Aproximándonos a Toronto

Vista aérea nocturna de Toronto

Próximos a aterrizar en el Aeropuerto Internacional Toronto Pearson
El aterrizaje en el Aeropuerto Internacional Toronto Pearson fue cerca de la medianoche, y entre los trámites inmigratorios y el trayecto en el taxi, llegué al hotel ECONO Lodge Inn and Suites Downtown, en la esquina de Jarvis St y Gerrard St E, casi a la una de la mañana.

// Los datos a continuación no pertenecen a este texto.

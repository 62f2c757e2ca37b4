//! Flashcard CRUD and review endpoints

use axum::{
    extract::{Path, State},
    Extension, Json,
};
use chrono::Utc;
use uuid::Uuid;

use crate::error::{ApiError, Result};
use crate::models::{
    CreateFlashcardRequest, DeleteFlashcardResponse, Flashcard, Leitner, ReviewOutcome,
    UpdateFlashcardRequest,
};
use crate::routes::auth::AuthenticatedUser;
use crate::AppState;

/// Fetch a card by id and enforce that the caller owns it.
///
/// Missing card is NotFound; someone else's card is Forbidden.
async fn fetch_owned(state: &AppState, card_id: Uuid, user_id: Uuid) -> Result<Flashcard> {
    let card = state
        .db
        .get_flashcard(card_id)
        .await?
        .ok_or_else(|| ApiError::NotFound(format!("flashcard {card_id}")))?;

    if card.user_id != user_id {
        return Err(ApiError::Forbidden);
    }

    Ok(card)
}

/// POST /flashcards
/// Creates a card in box 1, due immediately
pub async fn create(
    State(state): State<AppState>,
    Extension(auth): Extension<AuthenticatedUser>,
    Json(payload): Json<CreateFlashcardRequest>,
) -> Result<Json<Flashcard>> {
    if payload.question.trim().is_empty() {
        return Err(ApiError::Validation("question is required".to_string()));
    }
    if payload.answer.trim().is_empty() {
        return Err(ApiError::Validation("answer is required".to_string()));
    }

    let schedule = Leitner::initial_schedule(Utc::now());
    let card = state
        .db
        .insert_flashcard(auth.user_id, &payload.question, &payload.answer, schedule)
        .await?;

    Ok(Json(card))
}

/// GET /flashcards
/// Lists all cards owned by the caller
pub async fn list(
    State(state): State<AppState>,
    Extension(auth): Extension<AuthenticatedUser>,
) -> Result<Json<Vec<Flashcard>>> {
    let cards = state.db.get_flashcards_by_user(auth.user_id).await?;
    Ok(Json(cards))
}

/// GET /flashcards/:id
pub async fn get(
    State(state): State<AppState>,
    Extension(auth): Extension<AuthenticatedUser>,
    Path(card_id): Path<Uuid>,
) -> Result<Json<Flashcard>> {
    let card = fetch_owned(&state, card_id, auth.user_id).await?;
    Ok(Json(card))
}

/// PUT /flashcards/:id
/// Edits content and/or submits a review outcome.
pub async fn update(
    State(state): State<AppState>,
    Extension(auth): Extension<AuthenticatedUser>,
    Path(card_id): Path<Uuid>,
    Json(payload): Json<UpdateFlashcardRequest>,
) -> Result<Json<Flashcard>> {
    let mut card = fetch_owned(&state, card_id, auth.user_id).await?;

    if payload.question.is_some() || payload.answer.is_some() {
        card = state
            .db
            .update_flashcard_content(
                card_id,
                payload.question.as_deref(),
                payload.answer.as_deref(),
            )
            .await?;
    }

    if let Some(correct) = payload.correct {
        let schedule = Leitner::advance(
            card.schedule().box_number,
            ReviewOutcome::from_correct(correct),
            Utc::now(),
        );
        card = state.db.update_flashcard_schedule(card_id, schedule).await?;
    }

    Ok(Json(card))
}

/// DELETE /flashcards/:id
pub async fn delete(
    State(state): State<AppState>,
    Extension(auth): Extension<AuthenticatedUser>,
    Path(card_id): Path<Uuid>,
) -> Result<Json<DeleteFlashcardResponse>> {
    fetch_owned(&state, card_id, auth.user_id).await?;

    state.db.delete_flashcard(card_id).await?;

    Ok(Json(DeleteFlashcardResponse {
        msg: "Flashcard deleted".to_string(),
    }))
}
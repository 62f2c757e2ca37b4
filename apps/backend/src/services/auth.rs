//! Account registration, login, and session credentials.
//!
//! Credentials are stateless HS256 tokens embedding the user id; validation
//! is a pure signature/expiry check with no store lookup, and expiry is the
//! only invalidation (no revocation list).

use jsonwebtoken::{decode, encode, DecodingKey, EncodingKey, Header, Validation};
use serde::{Deserialize, Serialize};
use uuid::Uuid;

use crate::db::Database;
use crate::error::{ApiError, Result};

/// Session credential validity window, in seconds.
const TOKEN_VALIDITY_SECS: i64 = 3600;

/// Token claims: the user id plus issue/expiry timestamps.
#[derive(Debug, Serialize, Deserialize)]
pub struct Claims {
    pub sub: Uuid,
    pub iat: i64,
    pub exp: i64,
}

/// Authentication service, constructed once at startup and held in
/// application state.
pub struct AuthService {
    encoding_key: EncodingKey,
    decoding_key: DecodingKey,
    bcrypt_cost: u32,
}

impl AuthService {
    pub fn new(secret: &str, bcrypt_cost: u32) -> Self {
        Self {
            encoding_key: EncodingKey::from_secret(secret.as_bytes()),
            decoding_key: DecodingKey::from_secret(secret.as_bytes()),
            bcrypt_cost,
        }
    }

    /// Register a new account and issue a session credential for it.
    ///
    /// Fails with `DuplicateUser` if the username is taken.
    pub async fn register(&self, db: &Database, username: &str, password: &str) -> Result<String> {
        if username.trim().is_empty() {
            return Err(ApiError::Validation("username is required".to_string()));
        }
        if password.is_empty() {
            return Err(ApiError::Validation("password is required".to_string()));
        }

        if db.get_user_by_username(username).await?.is_some() {
            return Err(ApiError::DuplicateUser);
        }

        let password_hash = bcrypt::hash(password, self.bcrypt_cost)
            .map_err(|e| ApiError::Internal(format!("password hashing failed: {e}")))?;

        let user = db.create_user(username, &password_hash).await?;

        self.issue_token(user.id)
    }

    /// Verify a username/password pair and issue a session credential.
    ///
    /// Unknown username and wrong password are reported identically so the
    /// endpoint cannot be used to enumerate accounts.
    pub async fn login(&self, db: &Database, username: &str, password: &str) -> Result<String> {
        let user = db
            .get_user_by_username(username)
            .await?
            .ok_or(ApiError::InvalidCredentials)?;

        let matches = bcrypt::verify(password, &user.password_hash)
            .map_err(|e| ApiError::Internal(format!("password verification failed: {e}")))?;
        if !matches {
            return Err(ApiError::InvalidCredentials);
        }

        self.issue_token(user.id)
    }

    /// Sign a credential bound to the given user, valid for one hour.
    pub fn issue_token(&self, user_id: Uuid) -> Result<String> {
        let now = chrono::Utc::now().timestamp();
        let claims = Claims {
            sub: user_id,
            iat: now,
            exp: now + TOKEN_VALIDITY_SECS,
        };

        encode(&Header::default(), &claims, &self.encoding_key)
            .map_err(|e| ApiError::Internal(format!("token signing failed: {e}")))
    }

    /// Validate a credential and return the embedded user id.
    ///
    /// Malformed, wrongly signed, and expired tokens all map to
    /// `InvalidCredential`.
    pub fn validate_token(&self, token: &str) -> Result<Uuid> {
        let data = decode::<Claims>(token, &self.decoding_key, &Validation::default())
            .map_err(|e| ApiError::InvalidCredential(e.to_string()))?;

        Ok(data.claims.sub)
    }
}
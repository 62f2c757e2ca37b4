//! Database models and API types

use chrono::{DateTime, Utc};
use serde::{Deserialize, Serialize};
use sqlx::FromRow;
use uuid::Uuid;

// Re-export shared types from cardbox-core
pub use cardbox_core::{Leitner, ReviewOutcome, Schedule};

// === Database Entity Types ===

/// Registered user account
#[derive(Debug, Clone, Serialize, FromRow)]
pub struct User {
    pub id: Uuid,
    pub username: String,
    /// bcrypt hash, never serialized in responses
    #[serde(skip_serializing)]
    pub password_hash: String,
    pub created_at: DateTime<Utc>,
}

/// Flashcard owned by a single user
#[derive(Debug, Clone, Serialize, Deserialize, FromRow)]
pub struct Flashcard {
    pub id: Uuid,
    pub user_id: Uuid,
    pub question: String,
    pub answer: String,
    #[serde(rename = "box")]
    #[sqlx(rename = "box")]
    pub box_number: i32,
    pub next_review_date: DateTime<Utc>,
    pub created_at: DateTime<Utc>,
    pub updated_at: DateTime<Utc>,
}

impl Flashcard {
    /// Current scheduling state as the core type.
    pub fn schedule(&self) -> Schedule {
        Schedule {
            box_number: self.box_number as u32,
            next_review: self.next_review_date,
        }
    }
}

// === API Request/Response Types ===

/// Body shared by POST /register and POST /login
#[derive(Debug, Serialize, Deserialize)]
pub struct CredentialsRequest {
    pub username: String,
    pub password: String,
}

#[derive(Debug, Serialize, Deserialize)]
pub struct TokenResponse {
    pub token: String,
}

#[derive(Debug, Serialize, Deserialize)]
pub struct CreateFlashcardRequest {
    pub question: String,
    pub answer: String,
}

/// Body for PUT /flashcards/:id.
///
/// `question`/`answer` edit content; `correct` submits a review outcome.
/// The two are independent: an absent `correct` leaves the schedule
/// untouched.
#[derive(Debug, Default, Serialize, Deserialize)]
pub struct UpdateFlashcardRequest {
    pub question: Option<String>,
    pub answer: Option<String>,
    pub correct: Option<bool>,
}

#[derive(Debug, Serialize, Deserialize)]
pub struct DeleteFlashcardResponse {
    pub msg: String,
}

Me atendió la nochera, una mujer negra, corpulenta y de pocas pulgas. Me indicó que la habitación estaba en el segundo piso, lo que era equivalente al primer piso en Argentina, y que no había ascensor porque el edificio era de tres plantas.
Con mucha dificultad cargué con mi maleta, que pesaba bastante, y al llegar a un recodo de la escalera, sentí un tirón en mi pierna izquierda a la altura de la rodilla.
Le pedí ayuda. Vino, y si bien de mala manera, levantó mi valija como si fuera una pluma y me la tiró en la puerta de la habitación. A pesar de sus malos modales, se lo agradecí muchísimo, pero se fue murmurando quién sabe qué.
Esa fue mi primera noche en Canadá. Dormí profundamente hasta la mañana siguiente.